An embodiment is an implementation or example of the present disclosure. Reference in the specification to “an embodiment,” “one embodiment,” “some embodiments,” “one particular embodiment,” “an exemplary embodiment,” or “other embodiments,” or the like, means that a particular feature, structure, or characteristic described in connection with the embodiments is included in at least some embodiments, but not necessarily all embodiments, of the invention. The various appearances “an embodiment,” “one embodiment,” “some embodiments,” “one particular embodiment,” “an exemplary embodiment,” or “other embodiments,” or the like, are not necessarily all referring to the same embodiments.
If this specification states a component, feature, structure, or characteristic “may”, “might”, or “could” be included, that particular component, feature, structure, or characteristic is not required to be included. If the specification or claim refers to “a” or “an” element, that does not mean there is only one of the element. If the specification or claims refer to “an additional” element, that does not preclude there being more than one of the additional element.
As used herein in the specification and claims, including as used in the examples and unless otherwise expressly specified, all numbers may be read as if prefaced by the word “about” or “approximately,” even if the term does not expressly appear. The phrase “about” or “approximately” may be used when describing magnitude and/or position to indicate that the value and/or position described is within a reasonable expected range of values and/or positions. For example, a numeric value may have a value that is +/−0.1% of the stated value (or range of values), +/−1% of the stated value (or range of values), +/−2% of the stated value (or range of values), +/−5% of the stated value (or range of values), +/−10% of the stated value (or range of values), etc. Any numerical range recited herein is intended to include all sub-ranges subsumed therein.

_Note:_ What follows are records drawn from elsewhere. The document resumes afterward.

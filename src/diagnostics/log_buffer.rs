//! Debug-Log
//!
//! Ringpuffer der letzten Log-Zeilen rund um den Anruf. Gefüllt wird er von
//! [`DebugLogLayer`], einem `tracing_subscriber::Layer`, der nur Meldungen
//! übernimmt, die WebRTC, ICE, Peer oder Call erwähnen.

use chrono::{DateTime, Utc};
use parking_lot::Mutex;
use ringbuf::{traits::*, HeapRb};
use serde::Serialize;
use std::fmt;
use std::sync::Arc;
use tracing::field::{Field, Visit};
use tracing::{Event, Subscriber};
use tracing_subscriber::layer::{Context, Layer};

/// Kapazität des Ringpuffers
pub const DEBUG_LOG_CAPACITY: usize = 100;

/// Schlüsselwörter, nach denen Meldungen gefiltert werden (Kleinschreibung)
const KEYWORDS: [&str; 4] = ["webrtc", "ice", "peer", "call"];

#[derive(Debug, Clone, PartialEq, Eq, Serialize)]
pub struct DebugEntry {
    pub timestamp: DateTime<Utc>,
    pub level: String,
    pub message: String,
}

impl fmt::Display for DebugEntry {
    fn fmt(&self, f: &mut fmt::Formatter<'_>) -> fmt::Result {
        write!(
            f,
            "[{}] {}: {}",
            self.timestamp.format("%H:%M:%S%.3f"),
            self.level,
            self.message
        )
    }
}

/// Geteilter Ringpuffer, älteste Einträge fallen zuerst heraus
#[derive(Clone)]
pub struct DebugLog {
    buffer: Arc<Mutex<HeapRb<DebugEntry>>>,
}

impl DebugLog {
    pub fn new() -> Self {
        Self::with_capacity(DEBUG_LOG_CAPACITY)
    }

    pub fn with_capacity(capacity: usize) -> Self {
        Self {
            buffer: Arc::new(Mutex::new(HeapRb::new(capacity.max(1)))),
        }
    }

    pub fn push(&self, level: impl Into<String>, message: impl Into<String>) {
        let entry = DebugEntry {
            timestamp: Utc::now(),
            level: level.into(),
            message: message.into(),
        };
        self.buffer.lock().push_overwrite(entry);
    }

    /// Alle Einträge, älteste zuerst
    pub fn entries(&self) -> Vec<DebugEntry> {
        self.buffer.lock().iter().cloned().collect()
    }

    /// Die letzten `count` Einträge, älteste zuerst
    pub fn last(&self, count: usize) -> Vec<DebugEntry> {
        let buffer = self.buffer.lock();
        let skip = buffer.occupied_len().saturating_sub(count);
        buffer.iter().skip(skip).cloned().collect()
    }

    pub fn len(&self) -> usize {
        self.buffer.lock().occupied_len()
    }

    pub fn is_empty(&self) -> bool {
        self.len() == 0
    }

    pub fn clear(&self) {
        self.buffer.lock().clear();
    }

    /// Layer für `tracing_subscriber`, der in diesen Puffer schreibt
    pub fn layer(&self) -> DebugLogLayer {
        DebugLogLayer { log: self.clone() }
    }
}

impl Default for DebugLog {
    fn default() -> Self {
        Self::new()
    }
}

impl fmt::Debug for DebugLog {
    fn fmt(&self, f: &mut fmt::Formatter<'_>) -> fmt::Result {
        f.debug_struct("DebugLog").field("len", &self.len()).finish()
    }
}

/// Prüft, ob eine Meldung für das Debug-Log relevant ist
pub fn is_call_related(message: &str) -> bool {
    let lower = message.to_lowercase();
    KEYWORDS.iter().any(|keyword| lower.contains(keyword))
}

// ============================================================================
// TRACING LAYER
// ============================================================================

pub struct DebugLogLayer {
    log: DebugLog,
}

#[derive(Default)]
struct MessageVisitor {
    message: String,
}

impl Visit for MessageVisitor {
    fn record_str(&mut self, field: &Field, value: &str) {
        if field.name() == "message" {
            self.message = value.to_string();
        }
    }

    fn record_debug(&mut self, field: &Field, value: &dyn fmt::Debug) {
        if field.name() == "message" {
            self.message = format!("{value:?}");
        }
    }
}

impl<S: Subscriber> Layer<S> for DebugLogLayer {
    fn on_event(&self, event: &Event<'_>, _ctx: Context<'_, S>) {
        let mut visitor = MessageVisitor::default();
        event.record(&mut visitor);

        if is_call_related(&visitor.message) {
            self.log
                .push(event.metadata().level().to_string(), visitor.message);
        }
    }
}
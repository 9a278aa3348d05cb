//! Fluent builder for constructing an agent arena in one step.
//!
//! # Usage
//!
//! ```rust
//! use flock_agent::ArenaBuilder;
//!
//! let arena = ArenaBuilder::new(64, /*seed=*/ 42)
//!     .spawn_half_size(25.0)
//!     .build();
//!
//! assert_eq!(arena.behavior.count, 64);
//! assert_eq!(arena.positions.len(), 64);
//! ```

use flock_core::{AgentState, SimRng, USER_AGENT, Vec2};

use crate::{AgentRngs, BehaviorStore};

/// Initial drift speed for spawned flockers — small, so the first flocking
/// step's renormalization dominates the heading rather than the spawn noise.
const SPAWN_DRIFT: f32 = 0.05;

/// Everything the simulation needs at step 0: the discrete store, per-agent
/// RNGs, and the initial spawn layout for the position frames.
pub struct Arena {
    pub behavior: BehaviorStore,
    pub rngs: AgentRngs,
    /// Initial position per agent; the user-controlled entity is at the origin.
    pub positions: Vec<Vec2>,
    /// Initial velocity per agent; zero for the user-controlled entity.
    pub velocities: Vec<Vec2>,
}

/// Fluent builder for [`Arena`].
///
/// All arrays are pre-allocated at construction time; callers overwrite the
/// spawn layout afterwards if they need explicit placements.
pub struct ArenaBuilder {
    count: usize,
    seed: u64,
    spawn_half_size: f32,
}

impl ArenaBuilder {
    /// Create a builder for `count` agents using `seed` as the global RNG seed.
    pub fn new(count: usize, seed: u64) -> Self {
        Self {
            count,
            seed,
            spawn_half_size: 25.0,
        }
    }

    /// Half-size of the square spawn region (matches the arena half-size in
    /// most configurations).
    pub fn spawn_half_size(mut self, half: f32) -> Self {
        self.spawn_half_size = half;
        self
    }

    /// Construct the arena.
    ///
    /// Non-user agents spawn uniformly in the square with a small random
    /// drift velocity and start `Flocking`; the user-controlled entity spawns
    /// at the origin, stationary and `Frozen` (idle until commanded).
    pub fn build(self) -> Arena {
        let mut behavior = BehaviorStore::new(self.count);
        let rngs = AgentRngs::new(self.count, self.seed);

        // Spawn layout comes from a child of the master seed so it never
        // consumes draws from the per-agent streams used during stepping.
        let mut spawn_rng = SimRng::new(self.seed).child(1);

        let mut positions = vec![Vec2::ZERO; self.count];
        let mut velocities = vec![Vec2::ZERO; self.count];

        for i in 0..self.count {
            if i == USER_AGENT.index() {
                behavior.states[i] = AgentState::Frozen;
                continue;
            }
            let half = self.spawn_half_size;
            positions[i] = Vec2::new(
                spawn_rng.gen_range(-half..half),
                spawn_rng.gen_range(-half..half),
            );
            velocities[i] = Vec2::new(
                spawn_rng.gen_range(-SPAWN_DRIFT..SPAWN_DRIFT),
                spawn_rng.gen_range(-SPAWN_DRIFT..SPAWN_DRIFT),
            );
        }

        Arena {
            behavior,
            rngs,
            positions,
            velocities,
        }
    }
}
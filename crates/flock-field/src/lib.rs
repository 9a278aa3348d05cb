//! `flock-field` — the flocking integrator for `rust_flock`.
//!
//! Advances every agent's position and velocity once per step, selecting the
//! update rule from the coordinator-owned [`AgentState`]:
//!
//! ```text
//! Inactive  → velocity zeroed, position held
//! Frozen    → velocity carries the facing hint, position held
//! Seeking   → constant-speed pursuit of the target point
//! Flocking  → containment + separation, renormalized to base speed
//! ```
//!
//! # Crate layout
//!
//! | Module         | Contents                                            |
//! |----------------|-----------------------------------------------------|
//! | [`config`]     | `FlockConfig` — tuning constants, mutable per step  |
//! | [`frame`]      | `PositionFrame`, `FrameBuffer` (double buffer)      |
//! | [`integrator`] | `Integrator::step` — the per-agent update rules     |
//!
//! # Cargo features
//!
//! | Feature    | Effect                                                |
//! |------------|-------------------------------------------------------|
//! | `parallel` | Integrates agent rows on Rayon's thread pool.         |
//!
//! [`AgentState`]: flock_core::AgentState

pub mod config;
pub mod frame;
pub mod integrator;

#[cfg(test)]
mod tests;

pub use config::FlockConfig;
pub use frame::{FrameBuffer, PositionFrame};
pub use integrator::Integrator;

Additionally, the method of performing the present disclosure may occur in a sequence different than those described herein. Accordingly, no sequence of the method should be read as a limitation unless explicitly stated. It is recognizable that performing some of the steps of the method in a different order could achieve a similar result.
In the claims, as well as in the specification above, all transitional phrases such as “comprising,” “including,” “carrying,” “having,” “containing,” “involving,” “holding,” “composed of,” and the like are to be understood to be open-ended, i.e., to mean including but not limited to. Only the transitional phrases “consisting of” and “consisting essentially of” shall be closed or semi-closed transitional phrases, respectively, as set forth in the United States Patent Office Manual of Patent Examining Procedures.
In the foregoing description, certain terms have been used for brevity, clearness, and understanding. No unnecessary limitations are to be implied therefrom beyond the requirement of the prior art because such terms are used for descriptive purposes and are intended to be broadly construed.
Moreover, the description and illustration of various embodiments of the disclosure are examples and the disclosure is not limited to the exact details shown or described.
This invention was made with government support under Contract No. N00014-19-C-1077 awarded by U.S. Navy. The government has certain rights in the invention.